■ Work task ■
When you reach the entries below, transcribe each one exactly as it stands.

■ Data to examine ■
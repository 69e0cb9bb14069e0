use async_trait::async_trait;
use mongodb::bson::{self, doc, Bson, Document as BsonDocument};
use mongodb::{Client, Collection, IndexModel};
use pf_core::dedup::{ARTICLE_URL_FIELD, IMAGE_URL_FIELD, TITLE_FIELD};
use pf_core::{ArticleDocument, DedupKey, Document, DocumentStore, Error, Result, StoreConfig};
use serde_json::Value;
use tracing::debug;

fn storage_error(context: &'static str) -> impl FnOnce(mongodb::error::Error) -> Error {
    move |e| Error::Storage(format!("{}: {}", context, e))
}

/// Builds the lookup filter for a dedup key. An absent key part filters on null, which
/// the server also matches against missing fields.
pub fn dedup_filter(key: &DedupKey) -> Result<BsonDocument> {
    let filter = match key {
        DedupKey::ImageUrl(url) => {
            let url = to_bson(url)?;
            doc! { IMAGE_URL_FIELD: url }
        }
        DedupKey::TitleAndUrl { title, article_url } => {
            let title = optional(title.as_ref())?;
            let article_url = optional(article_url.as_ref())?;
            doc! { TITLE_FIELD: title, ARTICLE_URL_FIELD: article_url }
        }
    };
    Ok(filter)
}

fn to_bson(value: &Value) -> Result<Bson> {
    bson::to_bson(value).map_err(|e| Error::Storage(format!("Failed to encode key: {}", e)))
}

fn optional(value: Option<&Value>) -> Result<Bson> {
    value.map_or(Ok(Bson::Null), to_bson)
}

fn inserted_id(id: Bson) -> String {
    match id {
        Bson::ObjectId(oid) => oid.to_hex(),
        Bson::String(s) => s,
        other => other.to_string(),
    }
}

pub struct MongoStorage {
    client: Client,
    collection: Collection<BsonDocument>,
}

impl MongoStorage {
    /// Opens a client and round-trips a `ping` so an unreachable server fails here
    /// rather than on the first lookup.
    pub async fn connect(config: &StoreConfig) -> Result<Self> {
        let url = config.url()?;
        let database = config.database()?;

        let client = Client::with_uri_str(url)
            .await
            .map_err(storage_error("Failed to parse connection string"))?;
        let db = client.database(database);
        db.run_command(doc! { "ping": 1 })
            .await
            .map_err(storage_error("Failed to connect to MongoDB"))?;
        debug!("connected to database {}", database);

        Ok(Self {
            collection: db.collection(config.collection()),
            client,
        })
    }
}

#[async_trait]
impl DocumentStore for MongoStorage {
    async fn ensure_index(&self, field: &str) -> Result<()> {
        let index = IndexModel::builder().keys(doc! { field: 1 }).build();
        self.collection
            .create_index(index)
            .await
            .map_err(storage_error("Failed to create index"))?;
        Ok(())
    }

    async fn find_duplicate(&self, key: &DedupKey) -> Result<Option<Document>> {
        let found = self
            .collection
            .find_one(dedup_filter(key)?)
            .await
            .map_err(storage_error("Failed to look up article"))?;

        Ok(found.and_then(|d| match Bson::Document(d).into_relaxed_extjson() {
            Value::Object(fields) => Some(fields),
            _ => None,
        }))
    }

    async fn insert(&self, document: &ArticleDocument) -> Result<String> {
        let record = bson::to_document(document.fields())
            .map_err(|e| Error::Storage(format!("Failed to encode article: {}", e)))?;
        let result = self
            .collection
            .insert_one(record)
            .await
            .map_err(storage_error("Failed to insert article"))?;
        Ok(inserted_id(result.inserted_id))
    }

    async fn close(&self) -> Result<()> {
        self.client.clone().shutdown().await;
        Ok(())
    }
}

■ Response to the task ■
repository 69e0cb9bb14069e0
use async_trait::async_trait;
use mongodb::bson::{self, doc, Bson, Document as BsonDocument};
use mongodb::{Client, Collection, IndexModel};
use pf_core::dedup::{ARTICLE_URL_FIELD, IMAGE_URL_FIELD, TITLE_FIELD};
use pf_core::{ArticleDocument, DedupKey, Document, DocumentStore, Error, Result, StoreConfig};
use serde_json::Value;
use tracing::debug;

fn storage_error(context: &'static str) -> impl FnOnce(mongodb::error::Error) -> Error {
    move |e| Error::Storage(format!("{}: {}", context, e))
}

/// Builds the lookup filter for a dedup key. An absent key part filters on null, which
/// the server also matches against missing fields.
pub fn dedup_filter(key: &DedupKey) -> Result<BsonDocument> {
    let filter = match key {
        DedupKey::ImageUrl(url) => {
            let url = to_bson(url)?;
            doc! { IMAGE_URL_FIELD: url }
        }
        DedupKey::TitleAndUrl { title, article_url } => {
            let title = optional(title.as_ref())?;
            let article_url = optional(article_url.as_ref())?;
            doc! { TITLE_FIELD: title, ARTICLE_URL_FIELD: article_url }
        }
    };
    Ok(filter)
}

fn to_bson(value: &Value) -> Result<Bson> {
    bson::to_bson(value).map_err(|e| Error::Storage(format!("Failed to encode key: {}", e)))
}

fn optional(value: Option<&Value>) -> Result<Bson> {
    value.map_or(Ok(Bson::Null), to_bson)
}

fn inserted_id(id: Bson) -> String {
    match id {
        Bson::ObjectId(oid) => oid.to_hex(),
        Bson::String(s) => s,
        other => other.to_string(),
    }
}

pub struct MongoStorage {
    client: Client,
    collection: Collection<BsonDocument>,
}

impl MongoStorage {
    /// Opens a client and round-trips a `ping` so an unreachable server fails here
    /// rather than on the first lookup.
    pub async fn connect(config: &StoreConfig) -> Result<Self> {
        let url = config.url()?;
        let database = config.database()?;

        let client = Client::with_uri_str(url)
            .await
            .map_err(storage_error("Failed to parse connection string"))?;
        let db = client.database(database);
        db.run_command(doc! { "ping": 1 })
            .await
            .map_err(storage_error("Failed to connect to MongoDB"))?;
        debug!("connected to database {}", database);

        Ok(Self {
            collection: db.collection(config.collection()),
            client,
        })
    }
}

#[async_trait]
impl DocumentStore for MongoStorage {
    async fn ensure_index(&self, field: &str) -> Result<()> {
        let index = IndexModel::builder().keys(doc! { field: 1 }).build();
        self.collection
            .create_index(index)
            .await
            .map_err(storage_error("Failed to create index"))?;
        Ok(())
    }

    async fn find_duplicate(&self, key: &DedupKey) -> Result<Option<Document>> {
        let found = self
            .collection
            .find_one(dedup_filter(key)?)
            .await
            .map_err(storage_error("Failed to look up article"))?;

        Ok(found.and_then(|d| match Bson::Document(d).into_relaxed_extjson() {
            Value::Object(fields) => Some(fields),
            _ => None,
        }))
    }

    async fn insert(&self, document: &ArticleDocument) -> Result<String> {
        let record = bson::to_document(document.fields())
            .map_err(|e| Error::Storage(format!("Failed to encode article: {}", e)))?;
        let result = self
            .collection
            .insert_one(record)
            .await
            .map_err(storage_error("Failed to insert article"))?;
        Ok(inserted_id(result.inserted_id))
    }

    async fn close(&self) -> Result<()> {
        self.client.clone().shutdown().await;
        Ok(())
    }
}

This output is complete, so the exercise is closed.